Clearly I didn't write all this myself, but it is the result of a conversation with AI about what we need/want to do ...
Summary
Add a filesystem keyword argument to cf.read() (and cfdm.read()) that accepts a
pre-authenticated fsspec AbstractFileSystem
object. When present, cfdm uses filesystem.open(path, "rb") to obtain a file-like
object and passes it directly to h5netcdf.File. This requires no changes to h5netcdf
or pyfive, unlocks SSH/SFTP natively, and allows warm connection reuse for any protocol.
Background
What works today
cf.read("s3://bucket/path.nc", storage_options={...}) works because cfdm's
netcdfread.py has an explicit branch:
if u.scheme == "s3":
fs = s3fs.S3FileSystem(**storage_options)
path = fs.open(uri) # → file-like
...open h5netcdf with path...
cf.read("https://server/path.nc") works because h5netcdf/h5py recognise http URLs
and delegate to netCDF4-C's OPeNDAP support.
What does not work
cf.read("ssh://host/path.nc") raises DatasetTypeError.
Verified from source: cfdm has zero ssh/sftp handling in both cf and cfdm
packages (confirmed by exhaustive grep and runtime test).
The actual blockage
The barrier is not in h5netcdf or pyfive. It is entirely in cfdm's _datasets()

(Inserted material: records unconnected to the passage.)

use anyhow::{anyhow, Result};
use ethers::types::{Address, Bytes, U256};
use serde_json::Value;
use std::fmt;
use std::str::FromStr;

/// ERC-4337 user operation as assembled by the intent flow (EntryPoint v0.7
/// field split: paymaster address and gas limits are separate fields until
/// packing).
///
/// Every field except `signature` must be populated before packing; the
/// codec rejects partial operations. `paymaster` may be the zero address,
/// which packs to an empty `paymasterAndData`.
#[derive(Clone, Debug, Default)]
pub struct UserOperation {
    pub sender: Option<Address>,
    pub nonce: Option<U256>,
    pub call_data: Option<Bytes>,
    pub call_gas_limit: Option<U256>,
    pub verification_gas_limit: Option<U256>,
    pub pre_verification_gas: Option<U256>,
    pub max_fee_per_gas: Option<U256>,
    pub max_priority_fee_per_gas: Option<U256>,
    pub paymaster: Option<Address>,
    pub paymaster_verification_gas_limit: Option<U256>,
    pub paymaster_post_op_gas_limit: Option<U256>,
    pub paymaster_data: Option<Bytes>,
    pub signature: Option<Bytes>,
}

/// On-chain tuple layout consumed by the entry point. Derived from a fully
/// populated [`UserOperation`]; immutable once built.
#[derive(Clone, Debug, PartialEq, Eq)]
pub struct PackedUserOperation {
    pub sender: Address,
    pub nonce: U256,
    /// Always empty: counterfactual deployment via factory is not supported.
    pub init_code: Bytes,
    pub call_data: Bytes,
    /// verificationGasLimit (16 bytes) | callGasLimit (16 bytes).
    pub account_gas_limits: [u8; 32],
    pub pre_verification_gas: U256,
    /// maxFeePerGas (16 bytes) | maxPriorityFeePerGas (16 bytes).
    pub gas_fees: [u8; 32],
    /// paymaster | verification gas | postOp gas | paymasterData, or empty.
    pub paymaster_and_data: Bytes,
}

#[derive(Clone, Copy, Debug, PartialEq, Eq)]
pub enum IntentType {
    TokenTransfer,
    NftTransfer,
    RawTransaction,
    NftMint,
    NftCreateCollection,
}

impl IntentType {
    pub fn as_str(&self) -> &'static str {
        match self {
            IntentType::TokenTransfer => "TOKEN_TRANSFER",
            IntentType::NftTransfer => "NFT_TRANSFER",
            IntentType::RawTransaction => "RAW_TRANSACTION",
            IntentType::NftMint => "NFT_MINT",
            IntentType::NftCreateCollection => "NFT_CREATE_COLLECTION",
        }
    }
}

impl fmt::Display for IntentType {
    fn fmt(&self, f: &mut fmt::Formatter<'_>) -> fmt::Result {
        f.write_str(self.as_str())
    }
}

impl FromStr for IntentType {
    type Err = anyhow::Error;

    fn from_str(s: &str) -> Result<Self> {
        match s {
            "TOKEN_TRANSFER" => Ok(IntentType::TokenTransfer),
            "NFT_TRANSFER" => Ok(IntentType::NftTransfer),
            "RAW_TRANSACTION" => Ok(IntentType::RawTransaction),
            "NFT_MINT" => Ok(IntentType::NftMint),
            "NFT_CREATE_COLLECTION" => Ok(IntentType::NftCreateCollection),
            other => Err(anyhow!("unknown intent type: {other}")),
        }
    }
}

/// Move `amount` of an ERC-20 (or native, when `token` is empty) to
/// `recipient` on the chain named by `caip2_id`.
#[derive(Clone, Debug)]
pub struct TokenTransferIntent {
    pub caip2_id: String,
    pub recipient: String,
    pub token: String,
    pub amount: U256,
}

#[derive(Clone, Debug)]
pub struct NftTransferIntent {
    pub caip2_id: String,
    pub nft_id: String,
    pub recipient: String,
    pub collection: String,
    pub nft_type: String,
    pub amount: U256,
}

/// One or more pre-built transactions, passed through to the target chain
/// as opaque JSON.
#[derive(Clone, Debug)]
pub struct RawTransactionIntent {
    pub caip2_id: String,
    pub transactions: Vec<Value>,
}

#[derive(Clone, Debug)]
pub enum Intent {
    TokenTransfer(TokenTransferIntent),
    NftTransfer(NftTransferIntent),
    RawTransaction(RawTransactionIntent),
}

impl Intent {
    pub fn caip2_id(&self) -> &str {
        match self {
            Intent::TokenTransfer(i) => &i.caip2_id,
            Intent::NftTransfer(i) => &i.caip2_id,
            Intent::RawTransaction(i) => &i.caip2_id,
        }
    }

    pub fn intent_type(&self) -> IntentType {
        match self {
            Intent::TokenTransfer(_) => IntentType::TokenTransfer,
            Intent::NftTransfer(_) => IntentType::NftTransfer,
            Intent::RawTransaction(_) => IntentType::RawTransaction,
        }
    }
}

generator (cfdm read.py, line ~351):
for datasets1 in datasets:
datasets1 = expanduser(expandvars(datasets1)) # ← fails on non-strings
u = urisplit(datasets1)
if u.scheme not in (None, "file"):
yield datasets1 # remote URI passed as string — no fs object ever created
continue
...iglob, walk, etc...
Every item in datasets is required to be a str. A file-like object, a
pathlib.Path, an (fs, path) tuple, or an fsspec.core.OpenFile all fail here.
The subsequent NetCDF read path (netcdfread.py lines 520–585) only constructs an
s3fs.S3FileSystem from storage_options; for all other remote schemes the string is
passed verbatim to the netCDF4-C / h5netcdf constructors, which either reject it
(ssh://) or interpret it as an OPeNDAP URL (http://).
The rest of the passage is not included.